At present, without any other option, the textile sector uses formaldehyde-based chemicals — where formaldehyde is categorized as a carcinogen. This has been an unanswered issue for decades.
Although formaldehyde-based flame retardant treatments are sturdy, they have other drawbacks: The -OH groups of cellulose are chemically obstructed, which significantly decreases cotton’s capability to absorb water, resulting in a textile that is not comfortable to wear.
Gaan is well aware of the chemistry of cotton fibers as he has spent several years at Empa creating flame retardants based on phosphorus chemistry, which are already used in several industrial applications. Currently, he has managed to find an elegant and simple way to anchor phosphorous in the form of an independent network within the cotton.
Independent Network Between Cotton Fibers
Gaan and his colleagues Rashid Nazir, Dambarudhar Parida, and Joel Borgstädt employed a tri-functional phosphorous compound (trivinyl phosphine oxide), which would react only with specifically added molecules (nitrogen compounds, such as piperazine) to develop its own network within cotton. This makes the cotton lastingly fire-resistant without blocking the much-needed -OH groups.
Moreover, the physical phosphine oxide network is also fond of water. This flame-retardant treatment does not involve carcinogenic formaldehyde, which would cause harm to textile manufacturing workers. The phosphine oxide networks, thus created, do not wash out. Even after 50 washes, 95% of the flame-retardant network remained in the material.
To give other protective features to the flame-retardant cotton created at Empa, the team also added in situ generated silver nanoparticles into the material. This adapts well in a single-step process while also producing the phosphine oxide networks. Silver nanoparticles render the fiber with antimicrobial properties and endure 50 laundry cycles, too.
A High-Tech Solution from the Pressure Cooker
We have used a simple approach to fix the phosphine oxide networks inside the cellulose. For our lab experiments, we first treated the cotton with an aqueous solution of phosphorus and nitrogen compounds and then steamed it in a readily available pressure cooker to facilitate the crosslinking reaction of the phosphorus and the nitrogen molecules.
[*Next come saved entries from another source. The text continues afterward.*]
//! FPGA reset/configuration sequencing
//!
//! The bridge holds the FPGA's reset line and sees its DONE pin. Programming
//! the flash only works with the FPGA in reset (the SPI bus is shared), and
//! a run ends by releasing reset and waiting for the FPGA to reconfigure
//! itself from the freshly written image.

use crate::bridge::{wire, Bridge};
use crate::error::{Error, Result};
use crate::transport::Transport;

/// Total configuration-done poll attempts before giving up
///
/// Unlike flash erase/program, FPGA configuration is expected to finish
/// quickly; a hang here means real failure, so the bound is small and fixed.
pub const DONE_POLL_ATTEMPTS: u32 = 21;

/// Assert the FPGA's reset line
pub fn enter_reset<T: Transport>(bridge: &mut Bridge<T>) -> Result<()> {
    bridge.command_echo(wire::FPGA_RESET)
}

/// Release the FPGA's reset line, letting it reconfigure from flash
pub fn exit_reset<T: Transport>(bridge: &mut Bridge<T>) -> Result<()> {
    bridge.command_echo(wire::FPGA_RUN)
}

/// Release the flash chip from deep power-down
///
/// The board powers the flash down once the FPGA has configured; it must be
/// woken before any flash command will be honored.
pub fn release_flash_power_down<T: Transport>(bridge: &mut Bridge<T>) -> Result<()> {
    bridge.command_echo(wire::FLASH_WAKE)
}

/// Hand the serial line over to the FPGA design
///
/// Terminal for the session: after the echo comes back, no further protocol
/// traffic through this bridge is valid.
pub fn enter_passthrough<T: Transport>(bridge: &mut Bridge<T>) -> Result<()> {
    bridge.command_echo(wire::PASSTHROUGH)
}

/// Poll until the FPGA reports configuration-done
///
/// Returns the number of polls it took. Any response byte other than the
/// two defined poll answers is a protocol violation.
pub fn wait_done<T: Transport>(bridge: &mut Bridge<T>, max_attempts: u32) -> Result<u32> {
    for attempt in 1..=max_attempts {
        match bridge.command_poll(wire::FPGA_POLL)? {
            wire::FPGA_DONE => {
                log::debug!("FPGA done after {} status polls", attempt);
                return Ok(attempt);
            }
            wire::FPGA_NOT_DONE => continue,
            other => {
                return Err(Error::EchoMismatch {
                    sent: wire::FPGA_POLL,
                    received: other,
                })
            }
        }
    }
    Err(Error::FpgaTimeout {
        attempts: max_attempts,
    })
}

#[cfg(test)]
mod tests {
    use super::*;
    use crate::testutil::ScriptedTransport;

    fn bridge(responses: &[u8]) -> Bridge<ScriptedTransport> {
        Bridge::new(ScriptedTransport::with_responses(responses))
    }

    #[test]
    fn reset_commands_echo() {
        let mut b = bridge(&[b'q', b'w', b't', b'z']);
        enter_reset(&mut b).unwrap();
        exit_reset(&mut b).unwrap();
        release_flash_power_down(&mut b).unwrap();
        enter_passthrough(&mut b).unwrap();
    }

    #[test]
    fn reset_echo_mismatch() {
        let mut b = bridge(&[b'w']);
        let err = enter_reset(&mut b).unwrap_err();
        assert!(matches!(
            err,
            Error::EchoMismatch {
                sent: b'q',
                received: b'w'
            }
        ));
    }

    #[test]
    fn wait_done_counts_polls() {
        let mut responses = vec![wire::FPGA_NOT_DONE; 4];
        responses.push(wire::FPGA_DONE);
        let mut b = bridge(&responses);
        assert_eq!(wait_done(&mut b, DONE_POLL_ATTEMPTS).unwrap(), 5);
    }

    #[test]
    fn wait_done_times_out_at_attempt_ceiling() {
        // Twenty-one busy answers exhaust the fixed bound.
        let responses = vec![wire::FPGA_NOT_DONE; DONE_POLL_ATTEMPTS as usize];
        let mut b = bridge(&responses);
        let err = wait_done(&mut b, DONE_POLL_ATTEMPTS).unwrap_err();
        assert!(matches!(err, Error::FpgaTimeout { attempts: 21 }));
        // Exactly 21 poll bytes went out.
        assert_eq!(b.transport.written.len(), 21);
    }

    #[test]
    fn wait_done_rejects_garbage_response() {
        let mut b = bridge(&[0x55]);
        let err = wait_done(&mut b, DONE_POLL_ATTEMPTS).unwrap_err();
        assert!(matches!(
            err,
            Error::EchoMismatch {
                sent: wire::FPGA_POLL,
                received: 0x55
            }
        ));
    }
}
Sabyasachi Gaan, Chemist and Polymer Expert, Advanced Fibers Lab, Empa
The application process is well-matched with equipment used in the textile sector.
“Steaming textiles after dyeing, printing, and finishing is a normal step in textile industry. So it doesn’t require an additional investment to apply our process,” adds the Empa chemist.
This newly formed phosphorus chemistry and its application are safeguarded by a patent application.
Two important hurdles remain. For future commercialization, we need to find a suitable chemical manufacturer who can produce and supply trivinylphosphine oxide. In addition, trivinylphosphine oxide has to be REACH-registered in Europe.
Sabyasachi Gaan, Chemist and Polymer Expert, Advanced Fibers Lab, Empa
Journal Reference:
Nazir, R., et al. (2021) In-situ phosphine oxide physical networks: A facile strategy to achieve durable flame retardant and antimicrobial treatments of cellulose. Chemical Engineering Journal. doi.org/10.1016/j.cej.2020.128028.